One of the companies took us for a wine tasting evening and then on to a chateau for a 5 course home cooked dinner. I had no clue what we would have but it never occurred to me I wouldn’t be keen.
We arrived and were given some appetisers; very strong cheese on toast and some onion tart. These were ok but to be fair it was 8.30pm and I was getting ready to chew on the girl’s arm next to me; I was so hungry. We were brought the second course – a cold pea soup. Hmmm. I hate peas. Really not a fan of those green little balls but I was so desperate for some veggies at that point I ate it. It wasn’t too peay (is that a word?) so I made myself eat it.
We were then brought what looked like a slice of omelette with more peas in it and a bit of salad.
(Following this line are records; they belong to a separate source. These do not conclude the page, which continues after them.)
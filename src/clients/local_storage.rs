use std::fs;
use std::path::{Path, PathBuf};
use std::time::{Duration, SystemTime};

use log::{debug, info, warn};

use crate::clients::errors::{Error, Result};
use crate::clients::transport::{HttpRequest, Transport};

/// Prefix of every cache file name.
pub const CACHE_PREFIX: &str = "METATUNE_CACHE_";

const MARKER_OPEN: &[u8] = b"\n<!-- last-modified: ";
const MARKER_CLOSE: &[u8] = b" -->";

/// Cache file name for a request URL: prefix, MD5 of the full URL, `.xml`.
pub fn cache_key(url: &str) -> String {
    format!("{CACHE_PREFIX}{:x}.xml", md5::compute(url.as_bytes()))
}

/// A cached response body and the origin's `Last-Modified` value.
#[derive(Debug, Clone, PartialEq, Eq)]
pub struct CacheEntry {
    pub body: Vec<u8>,
    pub last_modified: Option<String>,
}

impl CacheEntry {
    /// Body followed by the trailing marker comment. The marker is always
    /// written, an empty value meaning the origin sent no `Last-Modified`.
    fn to_bytes(&self) -> Vec<u8> {
        let marker = self.last_modified.as_deref().unwrap_or_default();
        let mut bytes =
            Vec::with_capacity(self.body.len() + MARKER_OPEN.len() + marker.len() + 4);
        bytes.extend_from_slice(&self.body);
        bytes.extend_from_slice(MARKER_OPEN);
        bytes.extend_from_slice(marker.as_bytes());
        bytes.extend_from_slice(MARKER_CLOSE);
        bytes
    }

    /// `None` when the trailing marker is missing or damaged.
    fn from_bytes(mut bytes: Vec<u8>) -> Option<Self> {
        let start = bytes
            .windows(MARKER_OPEN.len())
            .rposition(|window| window == MARKER_OPEN)?;
        let value = bytes[start + MARKER_OPEN.len()..].strip_suffix(MARKER_CLOSE)?;
        let value = std::str::from_utf8(value).ok()?.to_string();
        bytes.truncate(start);
        Some(CacheEntry {
            body: bytes,
            last_modified: (!value.is_empty()).then_some(value),
        })
    }
}

/// File-per-entry response cache. A storage without a directory is disabled:
/// reads always miss and writes are dropped.
pub struct LocalStorage {
    cache_dir: Option<PathBuf>,
}

impl LocalStorage {
    pub fn new(cache_dir: impl Into<PathBuf>) -> Result<Self> {
        let cache_dir = cache_dir.into();
        fs::create_dir_all(&cache_dir)?;
        debug!("Using response cache in {cache_dir:?}");
        Ok(LocalStorage {
            cache_dir: Some(cache_dir),
        })
    }

    pub fn disabled() -> Self {
        LocalStorage { cache_dir: None }
    }

    pub fn cache_dir(&self) -> Option<&Path> {
        self.cache_dir.as_deref()
    }

    fn path(&self, key: &str) -> Option<PathBuf> {
        self.cache_dir.as_ref().map(|dir| dir.join(key))
    }

    /// Reads an entry and its age. Unreadable or damaged files count as a miss.
    pub fn read(&self, key: &str) -> Option<(CacheEntry, Duration)> {
        let path = self.path(key)?;
        let age = match fs::metadata(&path).and_then(|meta| meta.modified()) {
            Ok(modified) => SystemTime::now()
                .duration_since(modified)
                .unwrap_or(Duration::ZERO),
            Err(_) => return None,
        };
        match fs::read(&path) {
            Ok(bytes) => {
                let entry = CacheEntry::from_bytes(bytes);
                if entry.is_none() {
                    debug!("Ignoring damaged cache file {path:?}");
                }
                entry.map(|entry| (entry, age))
            }
            Err(e) => {
                debug!("Failed to read cache file {path:?}: {e}");
                None
            }
        }
    }

    /// Writes through a temporary file so readers never see half an entry.
    pub fn write(&self, key: &str, entry: &CacheEntry) {
        let Some(path) = self.path(key) else {
            return;
        };
        let tmp_path = path.with_extension("xml.tmp");
        let result =
            fs::write(&tmp_path, entry.to_bytes()).and_then(|()| fs::rename(&tmp_path, &path));
        match result {
            Ok(()) => debug!("Stored response in cache file {path:?}"),
            Err(e) => {
                warn!("Failed to store cache file {path:?}: {e}");
                let _ = fs::remove_file(&tmp_path);
            }
        }
    }

    pub fn remove(&self, key: &str) {
        if let Some(path) = self.path(key) {
            if let Err(e) = fs::remove_file(&path) {
                debug!("Failed to remove cache file {path:?}: {e}");
            }
        }
    }
}

/// `<user cache dir>/metatune`, or `/tmp/metatune`.
pub fn default_cache_dir() -> PathBuf {
    dirs::cache_dir()
        .unwrap_or_else(|| PathBuf::from("/tmp")) // Fallback to /tmp if cache directory can't be determined
        .join("metatune")
}

/// Fetches response bodies through a [`LocalStorage`] cache.
///
/// Fresh entries are served without touching the network. Stale entries are
/// dropped and revalidated with `If-Modified-Since`; a `304` answer restores
/// the previous body.
pub struct CachedFetcher {
    transport: Box<dyn Transport>,
    storage: LocalStorage,
}

impl CachedFetcher {
    pub fn new(transport: Box<dyn Transport>, storage: LocalStorage) -> Self {
        CachedFetcher { transport, storage }
    }

    pub fn storage(&self) -> &LocalStorage {
        &self.storage
    }

    pub fn fetch(&self, url: &str, cache_key: &str, ttl: Duration) -> Result<Vec<u8>> {
        let previous = match self.storage.read(cache_key) {
            Some((entry, age)) if age < ttl => {
                debug!("Cache hit for {url} (age {}s)", age.as_secs());
                return Ok(entry.body);
            }
            Some((entry, age)) => {
                debug!("Cache entry for {url} is stale (age {}s)", age.as_secs());
                self.storage.remove(cache_key);
                Some(entry)
            }
            None => None,
        };

        let mut request = HttpRequest::get(url).header("Accept", "application/xml");
        if let Some(last_modified) = previous.as_ref().and_then(|e| e.last_modified.as_deref()) {
            request = request.header("If-Modified-Since", last_modified);
        }

        let response = self.transport.execute(request)?;

        if response.is_not_modified() {
            if let Some(entry) = previous {
                info!("{url} not modified, reusing cached response");
                self.storage.write(cache_key, &entry);
                return Ok(entry.body);
            }
        }
        if !response.is_success() {
            warn!("{url} answered with status {}", response.status);
            return Err(Error::service(response.status));
        }

        let last_modified = response.header("last-modified").map(str::to_string);
        let entry = CacheEntry {
            body: response.body,
            last_modified,
        };
        self.storage.write(cache_key, &entry);
        Ok(entry.body)
    }
}

#[cfg(test)]
mod tests {
    use super::*;
    use crate::clients::transport::HttpResponse;
    use mockall::mock;

    mock! {
        Transport {}

        impl Transport for Transport {
            fn execute(&self, request: HttpRequest) -> Result<HttpResponse>;
        }
    }

    const URL: &str = "http://ws.spotify.com/lookup/1/?uri=spotify:track:abc";
    const HOUR: Duration = Duration::from_secs(60 * 60);

    fn stored_entry(body: &str, last_modified: Option<&str>) -> CacheEntry {
        CacheEntry {
            body: body.as_bytes().to_vec(),
            last_modified: last_modified.map(str::to_string),
        }
    }

    #[test]
    fn cache_key_hashes_the_full_url() {
        let a = cache_key("http://ws.spotify.com/search/1/track?q=x");
        let b = cache_key("http://ws.spotify.com/search/1/track?q=x&page=2");
        assert_ne!(a, b);
        assert_eq!(a, cache_key("http://ws.spotify.com/search/1/track?q=x"));
        assert!(a.starts_with(CACHE_PREFIX));
        assert!(a.ends_with(".xml"));
    }

    #[test]
    fn entry_marker_round_trips() {
        let entry = stored_entry("<track/>", Some("Wed, 21 Oct 2015 07:28:00 GMT"));
        assert_eq!(CacheEntry::from_bytes(entry.to_bytes()), Some(entry));

        let bare = stored_entry("<track/>", None);
        assert_eq!(CacheEntry::from_bytes(bare.to_bytes()), Some(bare));

        assert_eq!(CacheEntry::from_bytes(b"<track/>".to_vec()), None);
    }

    #[test]
    fn second_fetch_within_ttl_is_served_from_cache() {
        let dir = tempfile::tempdir().unwrap();
        let mut transport = MockTransport::new();
        transport
            .expect_execute()
            .withf(|req| {
                req.url == URL
                    && req.headers.get("Accept").map(String::as_str) == Some("application/xml")
                    && !req.headers.contains_key("If-Modified-Since")
            })
            .times(1)
            .returning(|_| Ok(HttpResponse::new(200, "<track/>")));

        let fetcher =
            CachedFetcher::new(Box::new(transport), LocalStorage::new(dir.path()).unwrap());
        let key = cache_key(URL);
        assert_eq!(fetcher.fetch(URL, &key, HOUR).unwrap(), b"<track/>");
        assert_eq!(fetcher.fetch(URL, &key, HOUR).unwrap(), b"<track/>");
        assert!(dir.path().join(&key).exists());
    }

    #[test]
    fn stale_entry_is_revalidated_and_reused_when_not_modified() {
        let dir = tempfile::tempdir().unwrap();
        let storage = LocalStorage::new(dir.path()).unwrap();
        let key = cache_key(URL);
        storage.write(
            &key,
            &stored_entry("<track>old</track>", Some("Wed, 21 Oct 2015 07:28:00 GMT")),
        );

        let mut transport = MockTransport::new();
        transport
            .expect_execute()
            .withf(|req| {
                req.headers.get("If-Modified-Since").map(String::as_str)
                    == Some("Wed, 21 Oct 2015 07:28:00 GMT")
            })
            .times(1)
            .returning(|_| Ok(HttpResponse::new(304, "")));

        let fetcher = CachedFetcher::new(Box::new(transport), storage);
        let body = fetcher.fetch(URL, &key, Duration::ZERO).unwrap();
        assert_eq!(body, b"<track>old</track>");

        let (entry, _) = fetcher.storage().read(&key).unwrap();
        assert_eq!(entry.body, b"<track>old</track>");
        assert_eq!(
            entry.last_modified.as_deref(),
            Some("Wed, 21 Oct 2015 07:28:00 GMT")
        );
    }

    #[test]
    fn stale_entry_is_replaced_by_a_new_body() {
        let dir = tempfile::tempdir().unwrap();
        let storage = LocalStorage::new(dir.path()).unwrap();
        let key = cache_key(URL);
        storage.write(&key, &stored_entry("<track>old</track>", None));

        let mut transport = MockTransport::new();
        transport
            .expect_execute()
            .withf(|req| !req.headers.contains_key("If-Modified-Since"))
            .times(1)
            .returning(|_| {
                Ok(HttpResponse::new(200, "<track>new</track>")
                    .with_header("Last-Modified", "Thu, 22 Oct 2015 07:28:00 GMT"))
            });

        let fetcher = CachedFetcher::new(Box::new(transport), storage);
        let body = fetcher.fetch(URL, &key, Duration::ZERO).unwrap();
        assert_eq!(body, b"<track>new</track>");

        let (entry, _) = fetcher.storage().read(&key).unwrap();
        assert_eq!(entry.body, b"<track>new</track>");
        assert_eq!(
            entry.last_modified.as_deref(),
            Some("Thu, 22 Oct 2015 07:28:00 GMT")
        );
    }

    #[test]
    fn error_status_becomes_service_error_and_is_not_cached() {
        let dir = tempfile::tempdir().unwrap();
        let mut transport = MockTransport::new();
        transport
            .expect_execute()
            .times(1)
            .returning(|_| Ok(HttpResponse::new(503, "busy")));

        let fetcher =
            CachedFetcher::new(Box::new(transport), LocalStorage::new(dir.path()).unwrap());
        let key = cache_key(URL);
        let err = fetcher.fetch(URL, &key, HOUR).unwrap_err();
        assert!(matches!(err, Error::ServiceError { status: 503, .. }));
        assert!(!dir.path().join(&key).exists());
    }

    #[test]
    fn transport_errors_surface_unchanged() {
        let mut transport = MockTransport::new();
        transport
            .expect_execute()
            .times(1)
            .returning(|_| Err(Error::TransportError("connection refused".into())));

        let fetcher = CachedFetcher::new(Box::new(transport), LocalStorage::disabled());
        let err = fetcher.fetch(URL, &cache_key(URL), HOUR).unwrap_err();
        assert!(matches!(err, Error::TransportError(msg) if msg == "connection refused"));
    }

    #[test]
    fn disabled_cache_always_goes_to_the_network() {
        let mut transport = MockTransport::new();
        transport
            .expect_execute()
            .times(2)
            .returning(|_| Ok(HttpResponse::new(200, "<track/>")));

        let fetcher = CachedFetcher::new(Box::new(transport), LocalStorage::disabled());
        let key = cache_key(URL);
        fetcher.fetch(URL, &key, HOUR).unwrap();
        fetcher.fetch(URL, &key, HOUR).unwrap();
        assert!(fetcher.storage().read(&key).is_none());
    }

    #[test]
    fn damaged_cache_file_is_a_miss() {
        let dir = tempfile::tempdir().unwrap();
        let key = cache_key(URL);
        fs::write(dir.path().join(&key), "<track>half").unwrap();

        let mut transport = MockTransport::new();
        transport
            .expect_execute()
            .times(1)
            .returning(|_| Ok(HttpResponse::new(200, "<track>full</track>")));

        let fetcher =
            CachedFetcher::new(Box::new(transport), LocalStorage::new(dir.path()).unwrap());
        assert_eq!(
            fetcher.fetch(URL, &key, HOUR).unwrap(),
            b"<track>full</track>"
        );
    }
}
mod cli;

fn main() {
    dotenvy::dotenv().ok();
    env_logger::init();

    if let Err(err) = cli::run() {
        log::error!("{err}");
        eprintln!("Error: {err}");
        std::process::exit(1);
    }
}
This was not too bad as I’m an egg fiend plus some salad was good for my dietitian belly.
Then the main course came out and it was a completely different story. Immediately I pictured myself doing a gremlin, pushing the plate away, drawling that I didn’t like it. It was some sausage covered in a very strong red wine sauce with dauphinois potatoes – basically potatoes in cream. My stomach lurched as I hate creamy, savoury foods. Carbonara sauce is offensive to pasta in my view. Not a green vegetable in sight either. I had a little taste as everyone else tucked but gave up immediately. I was pretty embarrassed as hate wasting food. This intensified when the kind hosts cooked me a plain bit of salmon and some rice instead (which was gorgeous) as they knew I wouldn’t eat it.
I thought it must be dessert next and I couldn’t go wrong with that. Guess again Sarah. They brought out a plate of three little cheeses and a fig chutney. I was sniffing them and moving them around the plate. You know, the way your kid does when you present them with something new and they act like it’s laced with cyanide. I had a small nibble of cheese and gagged. The full plate was left again. Bad. Bad girl.
Finally dessert was brought; a simple piece of cake, which I managed no bother but I was embarrassed. Everyone else had enjoyed the main and the cheeses and I just couldn’t stomach them. I was that annoying fussy eater just like my annoying, fussy gremlin.
Everyone has likes and dislikes, including toddlers. No one really bothered when I couldn’t eat some of the food. I was reassured and told not to worry. “You can’t help it,” I was told. Do I need to chill out a bit? Perhaps. I felt like a bit of a hypocrite really! Hard as it may be, I need to think this a little bit more when my gremlin she is simply telling me she doesn’t like something new.